Notwithstanding such holdings and the general terms in which the rule has been stated, there has always been a well recognized exception to the rule. Where a motion for a new trial is based upon the misconduct of the jury which did not come to the knowledge of the party making the motion for a new trial until after the verdict had been returned, or where there has been newly discovered evidence which was not known at the time of the trial and the matter has been presented to the trial court by a motion for a new trial, in proper cases where the overruling of the motion was an abuse of discretion, this court has always reserved the right to consider and pass upon such ruling upon appeal. Mr. Justice HARRIS in State v. Evans, 98 Or. 214 (192 P. 1062, 193 P. 927), refers *468 to the general rule and the exception and cites numerous cases where this court has held that in particular cases where the overruling of a motion for a new trial was an abuse of judicial discretion, the trial court's ruling thereon will be reviewed on appeal.

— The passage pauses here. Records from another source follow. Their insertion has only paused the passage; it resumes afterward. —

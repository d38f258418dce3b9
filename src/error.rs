use core::fmt;

/// Returned by [`InlineErasedBox::try_new`](crate::InlineErasedBox::try_new) when the model
/// does not fit the inline space.
///
/// Nothing has been written to any buffer when this error is produced; the rejected payload is
/// handed back untouched.
#[derive(thiserror::Error)]
#[error(
    "model `{shape}` needs {size} bytes aligned to {align}, \
     but the inline space holds {capacity} bytes aligned to {max_align}"
)]
pub struct CapacityError<P> {
    shape: &'static str,
    size: usize,
    align: usize,
    capacity: usize,
    max_align: usize,
    payload: P,
}

impl<P> CapacityError<P> {
    pub(crate) fn new(
        shape: &'static str,
        (size, align): (usize, usize),
        (capacity, max_align): (usize, usize),
        payload: P,
    ) -> Self {
        CapacityError {
            shape,
            size,
            align,
            capacity,
            max_align,
            payload,
        }
    }

    /// Size in bytes of the rejected model.
    pub fn size(&self) -> usize {
        self.size
    }

    /// Alignment of the rejected model.
    pub fn align(&self) -> usize {
        self.align
    }

    /// Size in bytes of the inline space.
    pub fn capacity(&self) -> usize {
        self.capacity
    }

    /// Alignment of the inline space.
    pub fn max_align(&self) -> usize {
        self.max_align
    }

    /// Returns the rejected payload.
    pub fn into_payload(self) -> P {
        self.payload
    }
}

// Written by hand so that the payload does not need to be `Debug`.
impl<P> fmt::Debug for CapacityError<P> {
    fn fmt(&self, f: &mut fmt::Formatter) -> fmt::Result {
        f.debug_struct("CapacityError")
            .field("shape", &self.shape)
            .field("size", &self.size)
            .field("align", &self.align)
            .field("capacity", &self.capacity)
            .field("max_align", &self.max_align)
            .finish_non_exhaustive()
    }
}
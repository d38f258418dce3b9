use alloc::boxed::Box;
use alloc::string::String;
use core::fmt;

use crate::inline::InlineErasedBox;
use crate::model::{Concept, Model};
use crate::strategy::{DrawStrategy, SerializeStrategy};

/// A type-erased shape whose model lives on the heap.
///
/// Same contract as [`InlineErasedBox`], without a capacity limit: any model size is
/// accepted. Every construction and every clone costs one allocation; moves only transfer the
/// pointer.
///
/// # Example
///
/// ```
/// use shapebox::HeapErasedBox;
///
/// // Far larger than any inline space in this crate.
/// let big = HeapErasedBox::new([1u8; 4096], |_: &[u8; 4096]| {}, |b: &[u8; 4096]| {
///     b.iter().map(|&x| u32::from(x)).sum::<u32>().to_string()
/// });
///
/// let copy = big.clone();
/// assert_eq!(copy.serialize(), "4096");
/// ```
pub struct HeapErasedBox {
    concept: Box<dyn Concept>,
}

impl HeapErasedBox {
    /// Moves `shape` and its strategies into a new heap allocation.
    pub fn new<T, D, S>(shape: T, drawer: D, serializer: S) -> Self
    where
        T: Clone + 'static,
        D: DrawStrategy<T> + Clone + 'static,
        S: SerializeStrategy<T> + Clone + 'static,
    {
        let concept: Box<dyn Concept> = Box::new(Model::new(shape, drawer, serializer));
        tracing::trace!(
            target: "shapebox",
            shape = concept.type_name(),
            "constructed heap shape"
        );
        HeapErasedBox { concept }
    }

    /// Draws the stored shape with its draw strategy.
    #[inline]
    pub fn draw(&self) {
        self.concept.do_draw()
    }

    /// Serializes the stored shape with its serialize strategy.
    #[inline]
    pub fn serialize(&self) -> String {
        self.concept.do_serialize()
    }

    /// Name of the erased shape type.
    pub fn shape_type_name(&self) -> &'static str {
        self.concept.type_name()
    }
}

impl Clone for HeapErasedBox {
    fn clone(&self) -> Self {
        tracing::trace!(
            target: "shapebox",
            shape = self.shape_type_name(),
            "cloned heap shape"
        );
        HeapErasedBox {
            concept: self.concept.clone_box(),
        }
    }

    /// Copy-and-swap: a panicking clone leaves `self` unchanged.
    fn clone_from(&mut self, source: &Self) {
        let mut copy = source.clone();
        core::mem::swap(&mut self.concept, &mut copy.concept);
    }
}

/// Copies the model of an inline box onto the heap, with a single allocation.
impl<Space> From<&InlineErasedBox<Space>> for HeapErasedBox {
    fn from(inline: &InlineErasedBox<Space>) -> Self {
        tracing::trace!(
            target: "shapebox",
            shape = inline.shape_type_name(),
            "copied inline shape to heap"
        );
        HeapErasedBox {
            concept: inline.concept().clone_box(),
        }
    }
}

impl fmt::Debug for HeapErasedBox {
    fn fmt(&self, f: &mut fmt::Formatter) -> fmt::Result {
        f.debug_struct("HeapErasedBox")
            .field("shape", &self.shape_type_name())
            .finish()
    }
}

#[cfg(test)]
mod tests {
    use super::HeapErasedBox;
    use crate::space::S1;
    use crate::InlineErasedBox;
    use alloc::format;
    use alloc::rc::Rc;
    use alloc::string::String;
    use core::cell::Cell;

    #[test]
    fn test_basic() {
        let heaped = HeapErasedBox::new((0usize, 1usize), |_: &(usize, usize)| {}, |p: &(usize, usize)| {
            format!("{p:?}")
        });
        assert_eq!(heaped.serialize(), "(0, 1)");
    }

    #[test]
    fn test_no_size_ceiling() {
        let huge = HeapErasedBox::new([6usize; 10000], |_: &[usize; 10000]| {}, |a: &[usize; 10000]| {
            a.len().to_string()
        });
        assert_eq!(huge.clone().serialize(), "10000");
    }

    #[test]
    fn test_drop() {
        #[derive(Clone)]
        struct Struct(Rc<Cell<usize>>);
        impl Drop for Struct {
            fn drop(&mut self) {
                self.0.set(self.0.get() + 1);
            }
        }

        let drops = Rc::new(Cell::new(0));
        let val = HeapErasedBox::new(Struct(drops.clone()), |_: &Struct| {}, |_: &Struct| String::new());
        let copy = val.clone();
        assert_eq!(drops.get(), 0);

        drop(val);
        assert_eq!(drops.get(), 1);
        drop(copy);
        assert_eq!(drops.get(), 2);
    }

    #[test]
    fn test_clone_from() {
        let mut target = HeapErasedBox::new('a', |_: &char| {}, |c: &char| format!("char:{c}"));
        let source = HeapErasedBox::new(7i32, |_: &i32| {}, |n: &i32| format!("i32:{n}"));

        target.clone_from(&source);
        assert_eq!(target.serialize(), "i32:7");
        assert_eq!(target.shape_type_name(), "i32");
    }

    #[test]
    fn test_from_inline() {
        let stacked: InlineErasedBox<S1> =
            InlineErasedBox::new(9u32, |_: &u32| {}, |n: &u32| format!("u32:{n}"));
        let heaped = HeapErasedBox::from(&stacked);

        drop(stacked);
        assert_eq!(heaped.serialize(), "u32:9");
    }
}
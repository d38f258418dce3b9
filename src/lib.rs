//! # ShapeBox: value-semantic type erasure for shapes
//!
//! A "shape" in this crate is any clonable value bundled with two behavior objects: a draw
//! strategy and a serialize strategy. [`InlineErasedBox`] and [`HeapErasedBox`] hide the
//! concrete types of all three behind one uniform, clonable value, so shapes of different kinds
//! can live side by side in a `Vec` and be drawn or serialized without any common base type.
//!
//! ## Core Concept
//!
//! Both boxes share the same contract and differ only in where the erased model lives:
//!
//! - [`InlineErasedBox`] places it in a fixed-size buffer inside the box itself. Construction,
//!   cloning and dropping never touch the heap. The price is a capacity ceiling, fixed by the
//!   `Space` type parameter and enforced before anything is written.
//! - [`HeapErasedBox`] owns it through a [`Box`]. Any size is accepted, moves are a pointer copy,
//!   and every construction and clone costs one allocation.
//!
//! ## Quick Start
//!
//! ```rust
//! use shapebox::InlineErasedBox;
//!
//! #[derive(Clone)]
//! struct Circle {
//!     radius: f64,
//! }
//!
//! #[derive(Clone)]
//! struct Square {
//!     side: f64,
//! }
//!
//! let shapes: Vec<InlineErasedBox> = vec![
//!     InlineErasedBox::new(
//!         Circle { radius: 2.3 },
//!         |c: &Circle| println!("circle: radius={}", c.radius),
//!         |c: &Circle| format!("circle:{}", c.radius),
//!     ),
//!     InlineErasedBox::new(
//!         Square { side: 1.2 },
//!         |s: &Square| println!("square: side={}", s.side),
//!         |s: &Square| format!("square:{}", s.side),
//!     ),
//! ];
//!
//! for shape in &shapes {
//!     shape.draw();
//! }
//!
//! let serialized: Vec<String> = shapes.iter().map(InlineErasedBox::serialize).collect();
//! assert_eq!(serialized, ["circle:2.3", "square:1.2"]);
//! ```
//!
//! ## Configuration
//!
//! ### Feature Flags
//!
//! - **`std`** (enabled by default)
//!   - Links to the standard library
//!   - Disable for `#![no_std]` environments: `default-features = false`. The crate still
//!     needs `alloc` for [`HeapErasedBox`] and for the `String` produced by serialization.
//!
//! ### Custom Space Types
//!
//! The inline capacity is the size and alignment of the `Space` parameter:
//!
//! ```rust
//! use shapebox::InlineErasedBox;
//! use shapebox::space::S4;
//!
//! // 32 bytes on 64-bit targets, usize-aligned
//! type SmallShape = InlineErasedBox<S4>;
//!
//! assert_eq!(SmallShape::capacity(), core::mem::size_of::<S4>());
//! assert!(SmallShape::fits::<f64, fn(&f64), fn(&f64) -> String>());
//! ```
//!
//! A model that does not fit is rejected at compile time by [`InlineErasedBox::new`] and at
//! run time, before any write, by [`InlineErasedBox::try_new`].

#![cfg_attr(not(feature = "std"), no_std)]
#![deny(missing_docs)]
#![deny(clippy::as_conversions)]

extern crate alloc;

mod error;
mod heap;
mod inline;
mod model;
pub mod space;
mod strategy;

pub use crate::error::CapacityError;
pub use crate::heap::HeapErasedBox;
pub use crate::inline::InlineErasedBox;
pub use crate::strategy::{DrawStrategy, SerializeStrategy};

To the same effect see Mount v. Welsh, 118 Or. 568 (247 P. 815); Martin v. Oregon Stages, Inc., 129 Or. 435 (277 P. 291); Egli v. Hutton, 135 Or. 175 (294 P. 347), and Goldfootv. Lofgren, 135 Or. 533 (296 P. 843); Brown v. Jones, 137 Or. 520 (3 P.2d 768).

Another assignment of error is that the court erred in permitting the guardian ad litem to testify that the progress made by his infant son in school since the accident had not been as good as it was before the accident. This was objected to on the ground that it called for an opinion of the witness and that he was not shown to be qualified to express such an opinion. The answer was that the progress made by the son in his school work was not as good after the accident as before. This answer was not the expression of an opinion but a statement of fact and the question did not call for an opinion but for the expression of an existing fact. The objection, therefore, we think was properly overruled, but regardless of whether it was or not the same evidence was given by two of the teachers of the injured boy. One, under whom he attended school before the accident, testified that he made average progress in his studies, and the other teacher, who had him in charge after the accident, testified that he was nervous, that he was not making good progress, and was at the foot of his class. Hence, in any event, the admission in evidence of the answer was not prejudicial to the rights of the defendant.

Finding no error in the record, the judgment must be affirmed.